What no nature picture again? This is not the post I planned but my homepage has a box which displays Useless Information. Today it said: “While living in Vermont in the 1890s, Rudyard Kipling invented the game of snow golf. He painted his golf balls red so that they could be located in the snow.”  I was amused. I have spoken before of my Father’s collection of poems I used to read while I was supposed to be ironing. The poem If is one of my favorites. Kipling was born in Bombay India in 1865, wrote many wonderful children’s stories (Jungle Book) and much more. He passed in England in 1936. I wish I could have met him. I recited this poem during assembly in elementary school.
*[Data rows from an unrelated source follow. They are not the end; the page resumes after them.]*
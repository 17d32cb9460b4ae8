//! Composable rule matching.
//!
//! A [`Matcher`] looks at a turn and either declines or offers a
//! [`Candidate`]: a score plus the handler to run. Selection is synchronous
//! and side-effect free apart from whatever the matcher itself records; only
//! the chosen candidate's handler runs, and it may be asynchronous.

use std::marker::PhantomData;
use std::sync::Arc;

use async_trait::async_trait;
use regex::Regex;
use tracing::debug;

use crate::{Match, Result, Transition};

/// Logic run once a matcher has been selected.
#[async_trait]
pub trait Handler<D>: Send + Sync {
    async fn handle(&self, m: &mut Match<D>) -> anyhow::Result<Transition>;
}

struct FnHandler<F>(F);

#[async_trait]
impl<D, F> Handler<D> for FnHandler<F>
where
    D: Send + Sync + 'static,
    F: Fn(&mut Match<D>) -> anyhow::Result<Transition> + Send + Sync,
{
    async fn handle(&self, m: &mut Match<D>) -> anyhow::Result<Transition> {
        (self.0)(m)
    }
}

/// An applicable handler together with how well it applies.
pub struct Candidate<D> {
    score: f64,
    groups: Vec<Option<String>>,
    handler: Arc<dyn Handler<D>>,
}

impl<D: Send + Sync + 'static> Candidate<D> {
    #[must_use]
    pub fn new(score: f64, handler: Arc<dyn Handler<D>>) -> Self {
        Self {
            score,
            groups: Vec::new(),
            handler,
        }
    }

    #[must_use]
    pub fn with_groups(mut self, groups: Vec<Option<String>>) -> Self {
        self.groups = groups;
        self
    }

    #[must_use]
    pub const fn score(&self) -> f64 {
        self.score
    }

    pub async fn run(self, m: &mut Match<D>) -> anyhow::Result<Transition> {
        m.set_groups(self.groups);
        self.handler.handle(m).await
    }
}

impl<D> std::fmt::Debug for Candidate<D> {
    fn fmt(&self, f: &mut std::fmt::Formatter<'_>) -> std::fmt::Result {
        f.debug_struct("Candidate")
            .field("score", &self.score)
            .field("groups", &self.groups)
            .finish_non_exhaustive()
    }
}

pub trait Matcher<D>: Send + Sync {
    /// `None` when this matcher does not apply to the turn.
    fn evaluate(&self, m: &Match<D>) -> Option<Candidate<D>>;

    fn boxed(self) -> Box<dyn Matcher<D>>
    where
        Self: Sized + 'static,
    {
        Box::new(self)
    }
}

impl<D, M> Matcher<D> for Box<M>
where
    M: Matcher<D> + ?Sized,
{
    fn evaluate(&self, m: &Match<D>) -> Option<Candidate<D>> {
        (**self).evaluate(m)
    }
}

/// Applies when the pattern is found in the message text; scores by the
/// length of the matched text.
pub struct RegexMatcher<D> {
    regex: Regex,
    handler: Arc<dyn Handler<D>>,
}

impl<D: Send + Sync + 'static> Matcher<D> for RegexMatcher<D> {
    fn evaluate(&self, m: &Match<D>) -> Option<Candidate<D>> {
        let captures = self.regex.captures(&m.text)?;
        let whole = captures.get(0)?;
        let groups = captures
            .iter()
            .map(|group| group.map(|g| g.as_str().to_string()))
            .collect();

        debug!("Pattern /{}/ matched {:?}", self.regex.as_str(), whole.as_str());
        #[expect(clippy::cast_precision_loss, reason = "Message lengths fit in f64")]
        let score = whole.len() as f64;
        Some(Candidate::new(score, Arc::clone(&self.handler)).with_groups(groups))
    }
}

/// Applies to every turn with the lowest possible score.
pub struct Always<D> {
    handler: Arc<dyn Handler<D>>,
}

impl<D: Send + Sync + 'static> Matcher<D> for Always<D> {
    fn evaluate(&self, _m: &Match<D>) -> Option<Candidate<D>> {
        Some(Candidate::new(0.0, Arc::clone(&self.handler)))
    }
}

/// First applicable matcher in listed order. Later matchers are not evaluated.
pub struct First<D> {
    matchers: Vec<Box<dyn Matcher<D>>>,
}

impl<D: Send + Sync + 'static> Matcher<D> for First<D> {
    fn evaluate(&self, m: &Match<D>) -> Option<Candidate<D>> {
        self.matchers.iter().find_map(|matcher| matcher.evaluate(m))
    }
}

/// Highest-scoring applicable matcher; ties go to the earliest listed.
pub struct Best<D> {
    matchers: Vec<Box<dyn Matcher<D>>>,
}

impl<D: Send + Sync + 'static> Matcher<D> for Best<D> {
    fn evaluate(&self, m: &Match<D>) -> Option<Candidate<D>> {
        let mut best: Option<Candidate<D>> = None;
        for candidate in self.matchers.iter().filter_map(|matcher| matcher.evaluate(m)) {
            if best
                .as_ref()
                .is_none_or(|current| candidate.score > current.score)
            {
                best = Some(candidate);
            }
        }
        best
    }
}

pub fn re<D, F>(pattern: &str, handler: F) -> Result<RegexMatcher<D>>
where
    D: Send + Sync + 'static,
    F: Fn(&mut Match<D>) -> anyhow::Result<Transition> + Send + Sync + 'static,
{
    re_with(pattern, FnHandler(handler))
}

pub fn re_with<D, H>(pattern: &str, handler: H) -> Result<RegexMatcher<D>>
where
    D: Send + Sync + 'static,
    H: Handler<D> + 'static,
{
    Ok(RegexMatcher {
        regex: Regex::new(pattern)?,
        handler: Arc::new(handler),
    })
}

pub fn always<D, F>(handler: F) -> Always<D>
where
    D: Send + Sync + 'static,
    F: Fn(&mut Match<D>) -> anyhow::Result<Transition> + Send + Sync + 'static,
{
    Always {
        handler: Arc::new(FnHandler(handler)),
    }
}

#[must_use]
pub fn first<D>(matchers: Vec<Box<dyn Matcher<D>>>) -> First<D> {
    First { matchers }
}

#[must_use]
pub fn best<D>(matchers: Vec<Box<dyn Matcher<D>>>) -> Best<D> {
    Best { matchers }
}

/// A matcher built from a plain predicate and score function, mostly useful
/// for wrapping non-textual signals (e.g. a classifier result in `state`).
pub struct FnMatcher<D, P> {
    predicate: P,
    handler: Arc<dyn Handler<D>>,
    _data: PhantomData<fn(D)>,
}

impl<D, P> Matcher<D> for FnMatcher<D, P>
where
    D: Send + Sync + 'static,
    P: Fn(&Match<D>) -> Option<f64> + Send + Sync,
{
    fn evaluate(&self, m: &Match<D>) -> Option<Candidate<D>> {
        let score = (self.predicate)(m)?;
        Some(Candidate::new(score, Arc::clone(&self.handler)))
    }
}

pub fn when<D, P, F>(predicate: P, handler: F) -> FnMatcher<D, P>
where
    D: Send + Sync + 'static,
    P: Fn(&Match<D>) -> Option<f64> + Send + Sync,
    F: Fn(&mut Match<D>) -> anyhow::Result<Transition> + Send + Sync + 'static,
{
    FnMatcher {
        predicate,
        handler: Arc::new(FnHandler(handler)),
        _data: PhantomData,
    }
}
Still good advice, except I changed the end in my head to you’ll be a Woman. 

IF by Rudyard Kipling
IF you can keep your head when all about you are losing theirs and blaming it on you,
If you can trust yourself when all men doubt you, But make allowance for their doubting too;
If you can wait and not be tired by waiting, Or being lied about, don’t deal in lies,
Or being hated, don’t give way to hating, And yet don’t look too good, nor talk too wise:
If you can dream – and not make dreams your master; If you can think – and not make thoughts your aim;

If you can meet with Triumph and Disaster And treat those two impostors just the same;
If you can bear to hear the truth you’ve spoken Twisted by knaves to make a trap for fools,
Or watch the things you gave your life to, broken, And stoop and build ’em up with worn-out tools:

If you can make one heap of all your winnings And risk it on one turn of pitch-and-toss,
And lose, and start again at your beginnings And never breathe a word about your loss;
If you can force your heart and nerve and sinew To serve your turn long after they are gone,
And so hold on when there is nothing in you Except the Will which says to them: ‘Hold on!’

If you can talk with crowds and keep your virtue, ‘ Or walk with Kings – nor lose the common touch,
if neither foes nor loving friends can hurt you, If all men count with you, but none too much;
If you can fill the unforgiving minute With sixty seconds’ worth of distance run,
Yours is the Earth and everything that’s in it, And – which is more – you’ll be a Man, my son!